この古墳の位置は 古代吉備国の中心に位置する「吉備の中山 注-1」と呼ばれる丘陵の東南にあり、古代の大首長墓とされてきました。
では「ギリギリ山」のギリギリとはどんな意味があるのでしょうか? 上記しましたが
「吉備の中山丘陵の外れ」に位置する事から「ギリギリに外れた処」等と解説されることもあります。
写真-3 「尾上車山古墳」前方後円墳 前方部より後円墳を望む
後円墳が三段に重ねられている事が判る。但し、後円墳の各段は螺旋状に繋がっており、
前方部から後円墳の段部分を歩くと、三周で頂上部に登る事ができる。
(後円墳の右側に見えるスロープは後世、最短距離で頂上部に登る際に付けられたもの)
2017年1月28日撮影:児玉博文
この後円墳部分を仮に真上から眺める事ができたなら、「つむじ」に似ていると思います。西日本の方言には特に「つむじ」の事を「ギリ」と呼んでいますから「ギリギリ山」とは
「つむじ」の形状を現すのではないかと考えています。但し、阿波(徳島県の一部)では、つむじの事を 「まいまい」と言う処があります。
「尾上車山古墳」について話を進めます。尾上は明らかに地名ですが問題は「車山」です。

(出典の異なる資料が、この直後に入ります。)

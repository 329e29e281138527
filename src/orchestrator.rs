use chrono::{DateTime, Utc};
use serde::Serialize;

use crate::cancel::CancelToken;
use crate::connectivity::Reachability;
use crate::error::Error;
use crate::redfish::{BootMode, BootOrder, JobId, JobRecord, Management, RedfishError};
use crate::workflow;

/// State for one run, established by stage-and-schedule and threaded
/// through the remaining steps. Holding a `job_id` is the proof that the
/// controller accepted the job: no power action or completion poll can
/// happen without one.
#[derive(Debug, Clone, Serialize)]
pub struct WorkflowContext {
    /// Boot mode read once at workflow start; the controller owns this
    /// value and it is treated as immutable for the rest of the run.
    pub mode: BootMode,
    pub order: BootOrder,
    pub job_id: JobId,
    pub started_at: DateTime<Utc>,
}

/// How far the run took the configuration change.
#[derive(Debug, Clone, Copy, PartialEq, Eq, Serialize)]
pub enum WorkflowStatus {
    /// Job staged and confirmed; it executes on the next manual reboot.
    Scheduled,
    /// Host was power-cycled and the job ran to successful completion.
    Completed,
}

/// Record of a finished run, printed as the final output of `set`.
#[derive(Debug, Clone, Serialize)]
pub struct WorkflowReport {
    pub job_id: JobId,
    pub boot_mode: BootMode,
    pub requested_order: Vec<String>,
    pub status: WorkflowStatus,
    /// Full job record as last observed, present when the run polled the
    /// job to completion.
    pub job: Option<JobRecord>,
    pub started_at: DateTime<Utc>,
    pub finished_at: DateTime<Utc>,
    pub duration_secs: i64,
}

impl WorkflowReport {
    fn from_context(ctx: &WorkflowContext, status: WorkflowStatus, job: Option<JobRecord>) -> Self {
        let finished_at = Utc::now();
        Self {
            job_id: ctx.job_id.clone(),
            boot_mode: ctx.mode,
            requested_order: ctx.order.devices().to_vec(),
            status,
            job,
            started_at: ctx.started_at,
            finished_at,
            duration_secs: (finished_at - ctx.started_at).num_seconds(),
        }
    }
}

/// Drives a boot-order change end to end: stage → create job → confirm
/// schedule → (optionally) restart the host and poll to completion.
pub struct BootOrderWorkflow<M, R> {
    api: M,
    monitor: R,
    cancel: CancelToken,
}

impl<M: Management, R: Reachability> BootOrderWorkflow<M, R> {
    pub fn new(api: M, monitor: R, cancel: CancelToken) -> Self {
        Self {
            api,
            monitor,
            cancel,
        }
    }

    /// Run the workflow. Without `reboot`, the job is left scheduled for
    /// the next manual reboot; with it, the host is power-cycled and the
    /// job polled to its terminal state.
    pub async fn run(&self, order: BootOrder, reboot: bool) -> Result<WorkflowReport, Error> {
        let ctx = self.stage_and_schedule(order).await?;
        if !reboot {
            eprintln!(
                "  · job {} remains scheduled and will execute on the next manual reboot",
                ctx.job_id
            );
            return Ok(WorkflowReport::from_context(
                &ctx,
                WorkflowStatus::Scheduled,
                None,
            ));
        }
        workflow::ensure_restart(&self.api, &self.cancel).await?;
        let record =
            workflow::await_completion(&self.api, &self.monitor, &ctx.job_id, &self.cancel).await?;
        Ok(WorkflowReport::from_context(
            &ctx,
            WorkflowStatus::Completed,
            Some(record),
        ))
    }

    async fn stage_and_schedule(&self, order: BootOrder) -> Result<WorkflowContext, Error> {
        self.cancel.check()?;
        if let Err(err) = self.api.check_support().await {
            return Err(match err {
                RedfishError::UnexpectedStatus { status, .. } => Error::Unsupported { status },
                e => e.into(),
            });
        }
        let mode = self.api.boot_mode().await?;
        eprintln!("  · controller reports {mode} boot mode");
        let started_at = Utc::now();
        workflow::stage_boot_order(&self.api, mode, &order).await?;
        let job_id = workflow::create_config_job(&self.api).await?;
        workflow::confirm_schedule(&self.api, &job_id, &self.cancel).await?;
        Ok(WorkflowContext {
            mode,
            order,
            job_id,
            started_at,
        })
    }
}

#[cfg(test)]
mod tests {
    use super::*;
    use crate::redfish::PowerState;
    use crate::workflow::testing::{FlakyMonitor, PowerPlan, ScriptedApi, record};

    fn order() -> BootOrder {
        BootOrder::parse("NIC.PxeDevice.1-1,Disk.SATAEmbedded.C-1").unwrap()
    }

    #[tokio::test(start_paused = true)]
    async fn schedule_only_run_skips_power_and_completion() {
        let api = ScriptedApi::new();
        let flow = BootOrderWorkflow::new(api, FlakyMonitor::always_up(), CancelToken::new());

        let report = flow.run(order(), false).await.unwrap();

        assert_eq!(report.status, WorkflowStatus::Scheduled);
        assert!(report.job.is_none());
        assert_eq!(report.job_id.as_str(), "JID_471269252011");
        assert_eq!(
            flow.api.calls(),
            ["check_support", "boot_mode", "stage", "create_job", "task_status"]
        );
    }

    #[tokio::test(start_paused = true)]
    async fn reboot_run_drives_power_and_polls_to_completion() {
        let api = ScriptedApi::new()
            .with_power_plan(PowerPlan::script(&[PowerState::On, PowerState::Off]))
            .with_job_polls(vec![
                record("Job in progress.", "Running"),
                record("Job completed successfully.", "Completed"),
            ]);
        let flow = BootOrderWorkflow::new(api, FlakyMonitor::always_up(), CancelToken::new());

        let report = flow.run(order(), true).await.unwrap();

        assert_eq!(report.status, WorkflowStatus::Completed);
        assert_eq!(
            report.job.unwrap().message,
            "Job completed successfully."
        );
        assert_eq!(
            flow.api.resets(),
            ["reset:GracefulShutdown", "reset:On"]
        );
        assert_eq!(flow.api.count("job_status"), 2);
    }

    #[tokio::test(start_paused = true)]
    async fn blocked_schedule_stops_before_any_power_action() {
        let api = ScriptedApi::new()
            .with_task_messages(&["Job cannot start: Lifecycle Controller in use"]);
        let flow = BootOrderWorkflow::new(api, FlakyMonitor::always_up(), CancelToken::new());

        let err = flow.run(order(), true).await.unwrap_err();

        assert!(matches!(err, Error::ScheduleBlocked(_)));
        assert!(flow.api.resets().is_empty());
        assert_eq!(flow.api.count("power_state"), 0);
        assert_eq!(flow.api.count("job_status"), 0);
    }

    #[tokio::test(start_paused = true)]
    async fn stage_failure_never_creates_a_job() {
        let api = ScriptedApi::new().with_stage_error(400, "invalid attribute");
        let flow = BootOrderWorkflow::new(api, FlakyMonitor::always_up(), CancelToken::new());

        let err = flow.run(order(), true).await.unwrap_err();

        assert!(matches!(err, Error::Stage { .. }));
        assert_eq!(flow.api.count("create_job"), 0);
    }

    #[tokio::test(start_paused = true)]
    async fn rejected_preflight_maps_to_unsupported() {
        let api = ScriptedApi::new().with_support_error(404, "no such resource");
        let flow = BootOrderWorkflow::new(api, FlakyMonitor::always_up(), CancelToken::new());

        let err = flow.run(order(), false).await.unwrap_err();

        assert!(matches!(err, Error::Unsupported { status: 404 }));
        assert_eq!(flow.api.count("boot_mode"), 0);
    }

    #[tokio::test(start_paused = true)]
    async fn failed_job_surfaces_with_its_id() {
        let api = ScriptedApi::new()
            .with_power_plan(PowerPlan::script(&[PowerState::Off]))
            .with_job_polls(vec![record("Job failed: invalid attribute value", "Failed")]);
        let flow = BootOrderWorkflow::new(api, FlakyMonitor::always_up(), CancelToken::new());

        let err = flow.run(order(), true).await.unwrap_err();

        match err {
            Error::JobFailed { job_id, message } => {
                assert_eq!(job_id.as_str(), "JID_471269252011");
                assert!(message.contains("failed"));
            }
            other => panic!("expected JobFailed, got {other:?}"),
        }
    }

    #[tokio::test(start_paused = true)]
    async fn report_records_the_requested_order() {
        let api = ScriptedApi::new();
        let flow = BootOrderWorkflow::new(api, FlakyMonitor::always_up(), CancelToken::new());

        let report = flow.run(order(), false).await.unwrap();

        assert_eq!(
            report.requested_order,
            ["NIC.PxeDevice.1-1", "Disk.SATAEmbedded.C-1"]
        );
        assert_eq!(report.boot_mode, BootMode::Uefi);
        assert!(report.duration_secs >= 0);
    }
}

一般に「車」は車輪のイメージから「丸」を表す事が多く、この場合も 後円墳の丸を
表す言葉として「車」+「山=墳墓」で「車山」と表しているのではないかと 私は考えています。
4, 丸を表す言葉「車」と「車田」について
我国には 幾つか「丸い田圃」が古(イニシエ)より現代まで残っています。
代表的な車田(くるまだ)と呼ばれる丸い平面を持った田圃を紹介します。
有名なものとしては 下記の3つが特に有名です。
① 岐阜県高山市松之木町
② 新潟県佐渡市北鵜島(キタウシマ)
③ 岡山県加賀郡吉備中央町豊野 (地元ではゆりわ田と呼んでいる)
何れも 由緒正しい古(イニシエ)より続く田圃です。
ここでは飛騨高山「飛騨の里」に松之木町の車田を復元したものを紹介します。
場所:岐阜県高山市上岡本町 1-590 飛騨民俗村「飛騨の里」
写真-4
伊勢神宮に献上する神饌米を作る田と云われ、車輪の形のように同心円に苗を植えている。
2011年6月12日 撮影:児玉博文
5,さいごに
古代から現代に至るまで 連綿と継承されてきた史跡や習慣或いはシキタリが 今、この瞬間にも消え去ろうとしています。しかも大量に・・・・。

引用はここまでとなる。